Tanya's rehab includes physical work and workouts (swimming is particularly good, it turns out for both the physical and the mental). Her physical therapist had her draw a clock face and have the hands show 10:40. The first day she tried it, she couldn't make sense of it. Two days later it had somehow locked into her brain and once again, yup, it was as easy as telling time.

Repetition helps, but so does challenging one's brain with something new. New information, new skills, new discoveries. New games. Crossword puzzles. Jigsaw puzzles. Suduko -sorry I just can't go there - it's too mathy for me....Other plasticity promoting things - at least for me - knitting, sewing, swimming, gardening, mowing the lawn, writing, reading. I like to jazz up the solitary events with sidetrips to new places - resale shops and ethnic food stores are among my favorite places. Funky coffee shops - the grungier the better. Talking to people about just about anything. Learning about history - visiting a historic site. Lakeview Cemetery in Cleveland is a historic gem.

Rest and good sleep are vitally important. Just ask my dog, Finney.

Finney look-alike, in all ways
Sleep is the time for our bodies to heal - from surgery, traumatic events or the daily grind of living. Brain cells heal from the wear and tear of daily living.

Like Tanya, I am a workaholic. I have a full-time job. Add to that maintaing a house and raising three kids. I sometimes do freelance writing project. And, for the past five years, I've worked part-time at a lcoal bingo hall, two days a week. This part-time job to help defray the costs of my daughter's expenses in a Touring Choir - international trips, domestic trips, tuition, uniforms, etc. Cha-ching!

The only reason I stopped working at the Bingo Hall was because they closed down because of the bad economy - when people are paying for instants with pennies and change, you know its bad. And, if the Bingo Hall were still open, I'd still be working there Tuesday evenings (after an 8-hour day at my job) and every Sunday afternoon. To me the Bingo Hall closing was my sign that I needed to give my body and brain well-deserved rests. So, now I'm down to my full-time job and part-time freelancing, raising a family. Seven Minutes Later is a new endeavor - in my "spare" time.

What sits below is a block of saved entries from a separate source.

//! ISO-8601-like durations and the scheduler's notion of "now".
//!
//! A duration is a 7-tuple `(years, months, weeks, days, hours,
//! minutes, seconds)`. The string form is
//! `P[nY][nM][nW][nD][T[nH][nM][nS]]`; mixing `W` with any other date
//! component is rejected, mirroring `duration_create_from_string` in
//! the original `signer/src/shared/duration.c`.
//!
//! Converting a duration to seconds uses fixed approximations (a month
//! is 31 days, a year is 365 days) and warns exactly once per process
//! when that approximation is used — the original warns on every call,
//! which is log spam for a value collaborators often convert
//! repeatedly; this crate deliberately fires the warning once.

use std::sync::atomic::{AtomicI64, Ordering};
use std::sync::{Mutex, Once};
use std::time::{Instant, SystemTime, UNIX_EPOCH};

use lazy_static::lazy_static;

use crate::error::DurationParseError;

const SECS_PER_MINUTE: i64 = 60;
const SECS_PER_HOUR: i64 = 3600;
const SECS_PER_DAY: i64 = 86_400;
const SECS_PER_WEEK: i64 = SECS_PER_DAY * 7;
const SECS_PER_MONTH_APPROX: i64 = SECS_PER_DAY * 31;
const SECS_PER_YEAR_APPROX: i64 = SECS_PER_DAY * 365;

static APPROX_WARNED: Once = Once::new();

/// An ISO-8601-like duration, kept in its component form so it can be
/// re-serialized without loss (see [`Duration::to_string`]).
#[derive(Debug, Clone, Copy, Default, PartialEq, Eq)]
pub struct Duration {
    pub years: u32,
    pub months: u32,
    pub weeks: u32,
    pub days: u32,
    pub hours: u32,
    pub minutes: u32,
    pub seconds: u32,
}

impl Duration {
    pub fn new() -> Self {
        Duration::default()
    }

    /// Parse a string of the form `P[nY][nM][nW][nD][T[nH][nM][nS]]`.
    pub fn parse(s: &str) -> Result<Self, DurationParseError> {
        let err = || DurationParseError(s.to_string());

        let p_pos = s.find('P').ok_or_else(err)?;
        let body = &s[p_pos + 1..];
        let (date_part, time_part) = match body.find('T') {
            Some(i) => (&body[..i], Some(&body[i + 1..])),
            None => (body, None),
        };

        let date_tokens = tokenize(date_part, &['Y', 'M', 'W', 'D']).ok_or_else(err)?;
        let time_tokens = match time_part {
            Some(tp) => Some(tokenize(tp, &['H', 'M', 'S']).ok_or_else(err)?),
            None => None,
        };

        let has_weeks = date_tokens.iter().any(|&(_, c)| c == 'W');
        let has_other_date = date_tokens.iter().any(|&(_, c)| c != 'W');
        if has_weeks && (has_other_date || time_tokens.is_some()) {
            return Err(err());
        }

        let mut dur = Duration::new();
        for (n, letter) in date_tokens {
            match letter {
                'Y' => dur.years = n,
                'M' => dur.months = n,
                'W' => dur.weeks = n,
                'D' => dur.days = n,
                _ => unreachable!(),
            }
        }
        if let Some(tokens) = time_tokens {
            for (n, letter) in tokens {
                match letter {
                    'H' => dur.hours = n,
                    'M' => dur.minutes = n,
                    'S' => dur.seconds = n,
                    _ => unreachable!(),
                }
            }
        }

        Ok(dur)
    }

    /// Re-serialize to the canonical `P...T...` form.
    pub fn to_string(&self) -> String {
        let mut s = String::from("P");
        if self.years > 0 {
            s.push_str(&format!("{}Y", self.years));
        }
        if self.months > 0 {
            s.push_str(&format!("{}M", self.months));
        }
        if self.weeks > 0 {
            s.push_str(&format!("{}W", self.weeks));
        }
        if self.days > 0 {
            s.push_str(&format!("{}D", self.days));
        }
        let has_time = self.hours > 0 || self.minutes > 0 || self.seconds > 0 || !self.has_date();
        if has_time {
            s.push('T');
            if self.hours > 0 {
                s.push_str(&format!("{}H", self.hours));
            }
            if self.minutes > 0 {
                s.push_str(&format!("{}M", self.minutes));
            }
            if self.seconds > 0 || (!self.has_date() && self.hours == 0 && self.minutes == 0) {
                s.push_str(&format!("{}S", self.seconds));
            }
        }
        s
    }

    fn has_date(&self) -> bool {
        self.years > 0 || self.months > 0 || self.weeks > 0 || self.days > 0
    }

    /// Convert to a number of seconds, using fixed approximations for
    /// months (31 days) and years (365 days). Warns once per process
    /// when the approximation is actually exercised.
    pub fn to_seconds(&self) -> i64 {
        let mut total: i64 = 0;
        total += self.seconds as i64;
        total += self.minutes as i64 * SECS_PER_MINUTE;
        total += self.hours as i64 * SECS_PER_HOUR;
        total += self.days as i64 * SECS_PER_DAY;
        total += self.weeks as i64 * SECS_PER_WEEK;
        total += self.months as i64 * SECS_PER_MONTH_APPROX;
        total += self.years as i64 * SECS_PER_YEAR_APPROX;

        if self.months > 0 || self.years > 0 {
            let rendered = self.to_string();
            APPROX_WARNED.call_once(|| {
                tracing::warn!(duration = %rendered, "converting duration to approximate value");
            });
        }
        total
    }
}

/// Split a run of `(digits)(letter)` pairs, e.g. `"1Y2M3D"`, into
/// `[(1, 'Y'), (2, 'M'), (3, 'D')]`. Returns `None` if the string isn't
/// entirely consumed by such pairs, or a letter outside `allowed`
/// appears. An empty string tokenizes to an empty (valid) list.
fn tokenize(s: &str, allowed: &[char]) -> Option<Vec<(u32, char)>> {
    let mut tokens = Vec::new();
    let mut rest = s;
    while !rest.is_empty() {
        let digit_len = rest.bytes().take_while(|b| b.is_ascii_digit()).count();
        if digit_len == 0 {
            return None;
        }
        let (digits, tail) = rest.split_at(digit_len);
        let mut chars = tail.chars();
        let letter = chars.next()?;
        if !allowed.contains(&letter) {
            return None;
        }
        let n: u32 = digits.parse().ok()?;
        tokens.push((n, letter));
        rest = chars.as_str();
    }
    Some(tokens)
}

pub fn time_minimum(a: i64, b: i64) -> i64 {
    a.min(b)
}

pub fn time_maximum(a: i64, b: i64) -> i64 {
    a.max(b)
}

/// Render a Unix timestamp as `YYYY-MM-DD HH:MM:SS UTC`, the
/// dependency-free equivalent of `ctime_r` used by
/// `schedule_describetask` in the original (which additionally strips
/// the trailing newline `ctime_r` leaves behind; this format has
/// none to strip).
pub fn format_unix(t: i64) -> String {
    const MDAYS: [i64; 12] = [31, 28, 31, 30, 31, 30, 31, 31, 30, 31, 30, 31];
    let is_leap = |y: i64| y % 4 == 0 && (y % 100 != 0 || y % 400 == 0);

    let mut days = t.div_euclid(SECS_PER_DAY);
    let mut secs_of_day = t.rem_euclid(SECS_PER_DAY);
    let hour = secs_of_day / SECS_PER_HOUR;
    secs_of_day -= hour * SECS_PER_HOUR;
    let minute = secs_of_day / SECS_PER_MINUTE;
    let second = secs_of_day - minute * SECS_PER_MINUTE;

    let mut year = 1970i64;
    loop {
        let year_days = if is_leap(year) { 366 } else { 365 };
        if days >= year_days {
            days -= year_days;
            year += 1;
        } else if days < 0 {
            year -= 1;
            days += if is_leap(year) { 366 } else { 365 };
        } else {
            break;
        }
    }
    let mut month = 0usize;
    loop {
        let mlen = MDAYS[month] + if month == 1 && is_leap(year) { 1 } else { 0 };
        if days >= mlen {
            days -= mlen;
            month += 1;
        } else {
            break;
        }
    }
    let day = days + 1;

    format!(
        "{:04}-{:02}-{:02} {:02}:{:02}:{:02} UTC",
        year,
        month + 1,
        day,
        hour,
        minute,
        second
    )
}

const TIMESHIFT_ENV: &str = "ENFORCER_TIMESHIFT";

/// Wall-clock seconds since the epoch, unless `ENFORCER_TIMESHIFT` is
/// set to a `YYYYMMDDHHMMSS` literal, in which case that instant is
/// returned instead — deterministic tests pin the clock this way.
pub fn now() -> i64 {
    let wall = match std::env::var(TIMESHIFT_ENV) {
        Ok(val) => match parse_timeshift(&val) {
            Some(t) => t,
            None => real_now(),
        },
        Err(_) => real_now(),
    };
    record_observation(wall);
    wall
}

fn real_now() -> i64 {
    SystemTime::now()
        .duration_since(UNIX_EPOCH)
        .map(|d| d.as_secs() as i64)
        .unwrap_or(0)
}

/// Parse a `YYYYMMDDHHMMSS` literal into Unix seconds (UTC), matching
/// `timeshift2time`/`mktime_from_utc` in the original.
fn parse_timeshift(s: &str) -> Option<i64> {
    if s.len() != 14 || !s.bytes().all(|b| b.is_ascii_digit()) {
        return None;
    }
    let year: i64 = s[0..4].parse().ok()?;
    let month: i64 = s[4..6].parse().ok()?;
    let day: i64 = s[6..8].parse().ok()?;
    let hour: i64 = s[8..10].parse().ok()?;
    let minute: i64 = s[10..12].parse().ok()?;
    let second: i64 = s[12..14].parse().ok()?;

    const MDAYS: [i64; 12] = [31, 28, 31, 30, 31, 30, 31, 31, 30, 31, 30, 31];
    let is_leap = |y: i64| y % 4 == 0 && (y % 100 != 0 || y % 400 == 0);
    let leap_days = |y1: i64, y2: i64| -> i64 {
        let (y1, y2) = (y1 - 1, y2 - 1);
        (y2 / 4 - y1 / 4) - (y2 / 100 - y1 / 100) + (y2 / 400 - y1 / 400)
    };

    let mut days = 365 * (year - 1970) + leap_days(1970, year);
    for m in 0..(month - 1) {
        days += MDAYS[m as usize];
    }
    if month > 2 && is_leap(year) {
        days += 1;
    }
    days += day - 1;

    let hours = days * 24 + hour;
    let minutes = hours * 60 + minute;
    Some(minutes * 60 + second)
}

// --- clock leap detection -------------------------------------------------
//
// `time_leaped()` lets callers skip a sleep after a large clock jump
// (e.g. an NTP step, or a test flipping `ENFORCER_TIMESHIFT`). A leap
// is a discontinuity in the *wall* clock relative to the *monotonic*
// clock: we track both readings from the previous call to `now()` and
// compare how far each has advanced since. A worker that legitimately
// sleeps out a long `pop_due` timeout (up to 3600s, the common case for
// this mostly-idle daemon) advances both clocks in step and is not a
// leap; an NTP step or a test flipping `ENFORCER_TIMESHIFT` advances
// only the wall clock and is.
const LEAP_THRESHOLD_SECS: i64 = 30;

lazy_static! {
    static ref LAST_OBSERVATION: Mutex<Option<(i64, Instant)>> = Mutex::new(None);
}
static LEAP_FLAG: AtomicI64 = AtomicI64::new(0);

fn record_observation(wall: i64) {
    let mono_now = Instant::now();
    let mut last = LAST_OBSERVATION.lock().unwrap();
    if let Some((last_wall, last_mono)) = *last {
        let wall_elapsed = wall - last_wall;
        let mono_elapsed = mono_now.duration_since(last_mono).as_secs() as i64;
        if (wall_elapsed - mono_elapsed).abs() > LEAP_THRESHOLD_SECS {
            LEAP_FLAG.store(1, Ordering::SeqCst);
        }
    }
    *last = Some((wall, mono_now));
}

/// Returns true if the most recent call to [`now`] observed a clock
/// discontinuity larger than the threshold since the previous call.
/// Cleared by [`clear_leap`]; callers that react to a leap by skipping
/// exactly one wait (see `Scheduler::pop_due`) must clear it once
/// consumed, or every subsequent wait is skipped forever.
pub fn time_leaped() -> bool {
    LEAP_FLAG.load(Ordering::SeqCst) != 0
}

/// Reset the leap flag. Called by a worker (or the scheduler on its
/// behalf) once it has reacted to a leap by skipping a single wait —
/// the flag marks a one-shot discontinuity, not a standing condition.
pub fn clear_leap() {
    LEAP_FLAG.store(0, Ordering::SeqCst);
}

#[cfg(test)]
mod tests {
    use super::*;

    #[test]
    fn parses_full_duration() {
        let d = Duration::parse("P1Y2M3DT4H5M6S").unwrap();
        assert_eq!(d.years, 1);
        assert_eq!(d.months, 2);
        assert_eq!(d.days, 3);
        assert_eq!(d.hours, 4);
        assert_eq!(d.minutes, 5);
        assert_eq!(d.seconds, 6);
    }

    #[test]
    fn parses_weeks_alone() {
        let d = Duration::parse("P3W").unwrap();
        assert_eq!(d.weeks, 3);
        assert_eq!(d.days, 0);
    }

    #[test]
    fn rejects_weeks_mixed_with_days() {
        assert!(Duration::parse("P3W2D").is_err());
    }

    #[test]
    fn rejects_missing_p() {
        assert!(Duration::parse("1Y2M").is_err());
    }

    #[test]
    fn round_trips_canonical_form() {
        for s in ["P1Y2M3DT4H5M6S", "P3W", "PT30S", "P1D"] {
            let d = Duration::parse(s).unwrap();
            let back = Duration::parse(&d.to_string()).unwrap();
            assert_eq!(d, back);
        }
    }

    #[test]
    fn seconds_use_fixed_approximations() {
        let d = Duration::parse("P1Y").unwrap();
        assert_eq!(d.to_seconds(), SECS_PER_YEAR_APPROX);
        let d = Duration::parse("P1M").unwrap();
        assert_eq!(d.to_seconds(), SECS_PER_MONTH_APPROX);
    }

    #[test]
    fn plain_seconds_duration() {
        let d = Duration::parse("PT45S").unwrap();
        assert_eq!(d.to_seconds(), 45);
    }
}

Part of my "work" today includes finding comforting ways to relax - all the things mentioned above (except the overly numerical Suduko).

For my dollar a day contribution to WCPN, 90.3 FM, Northeast Ohio's public radio station, I chose the thank you gift package that included Dr. Norman Doidge's book, "The Brain That Changes Itself: Stories of Personal Triumph from the Frontiers of Brain Science." Also included were DVDs, one called, "The Brain Fitness Program," which had aired on public television - yes, about neuroplasticity and the brain's ability to change, adapt and rewire itself. And, from PositScience, the "Brain Fitness Program," the program calibrates your personal skill level starting point and provides ways to improve the quality and quantity of information your brain can absorb. Sort of like mental calisthenics.  PositScience's tag line is "your brain will thank you."

I think I can hear my already hear my brain thanking me. And none too soon.